#### DESCRIPTION OF THE TASK
Would you repeat all the lines below, exactly as they stand?

╭──

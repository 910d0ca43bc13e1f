//! Listing configuration: page size and pager width.

use crate::error::{ListingError, Result};
use crate::pagination::Paginator;
use serde::Deserialize;
use std::fs;
use std::num::NonZeroUsize;
use std::path::Path;

pub const DEFAULT_ITEMS_PER_PAGE: usize = 12;
pub const DEFAULT_MAX_VISIBLE_PAGES: usize = 5;

#[derive(Debug, Clone, PartialEq, Eq, Deserialize)]
#[serde(default)]
pub struct ListingConfig {
    pub items_per_page: usize,
    pub max_visible_pages: usize,
    pub initial_page: usize,
}

impl Default for ListingConfig {
    fn default() -> Self {
        Self {
            items_per_page: DEFAULT_ITEMS_PER_PAGE,
            max_visible_pages: DEFAULT_MAX_VISIBLE_PAGES,
            initial_page: 0,
        }
    }
}

impl ListingConfig {
    pub fn from_json_str(raw: &str) -> Result<Self> {
        let config: ListingConfig =
            serde_json::from_str(raw).map_err(|e| ListingError::Config(e.to_string()))?;
        config.validate()?;
        Ok(config)
    }

    pub fn load(path: impl AsRef<Path>) -> Result<Self> {
        let raw = fs::read_to_string(path.as_ref())?;
        Self::from_json_str(&raw)
    }

    pub fn validate(&self) -> Result<()> {
        if self.items_per_page == 0 {
            return Err(ListingError::InvalidPageSize);
        }
        if self.max_visible_pages == 0 {
            return Err(ListingError::InvalidMaxVisible);
        }
        Ok(())
    }

    /// A paginator over `total_items` with this page size, starting on the
    /// configured initial page (clamped to the last page)
    pub fn paginator(&self, total_items: usize) -> Result<Paginator> {
        let per_page = NonZeroUsize::new(self.items_per_page).ok_or(ListingError::InvalidPageSize)?;
        Ok(Paginator::new(per_page)
            .with_total_items(total_items)
            .with_initial_page(self.initial_page))
    }
}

╰──

#### OUTPUT FOR THIS EXERCISE
repository 910d0ca43bc13e1f
//! Listing configuration: page size and pager width.

use crate::error::{ListingError, Result};
use crate::pagination::Paginator;
use serde::Deserialize;
use std::fs;
use std::num::NonZeroUsize;
use std::path::Path;

pub const DEFAULT_ITEMS_PER_PAGE: usize = 12;
pub const DEFAULT_MAX_VISIBLE_PAGES: usize = 5;

#[derive(Debug, Clone, PartialEq, Eq, Deserialize)]
#[serde(default)]
pub struct ListingConfig {
    pub items_per_page: usize,
    pub max_visible_pages: usize,
    pub initial_page: usize,
}

impl Default for ListingConfig {
    fn default() -> Self {
        Self {
            items_per_page: DEFAULT_ITEMS_PER_PAGE,
            max_visible_pages: DEFAULT_MAX_VISIBLE_PAGES,
            initial_page: 0,
        }
    }
}

impl ListingConfig {
    pub fn from_json_str(raw: &str) -> Result<Self> {
        let config: ListingConfig =
            serde_json::from_str(raw).map_err(|e| ListingError::Config(e.to_string()))?;
        config.validate()?;
        Ok(config)
    }

    pub fn load(path: impl AsRef<Path>) -> Result<Self> {
        let raw = fs::read_to_string(path.as_ref())?;
        Self::from_json_str(&raw)
    }

    pub fn validate(&self) -> Result<()> {
        if self.items_per_page == 0 {
            return Err(ListingError::InvalidPageSize);
        }
        if self.max_visible_pages == 0 {
            return Err(ListingError::InvalidMaxVisible);
        }
        Ok(())
    }

    /// A paginator over `total_items` with this page size, starting on the
    /// configured initial page (clamped to the last page)
    pub fn paginator(&self, total_items: usize) -> Result<Paginator> {
        let per_page = NonZeroUsize::new(self.items_per_page).ok_or(ListingError::InvalidPageSize)?;
        Ok(Paginator::new(per_page)
            .with_total_items(total_items)
            .with_initial_page(self.initial_page))
    }
}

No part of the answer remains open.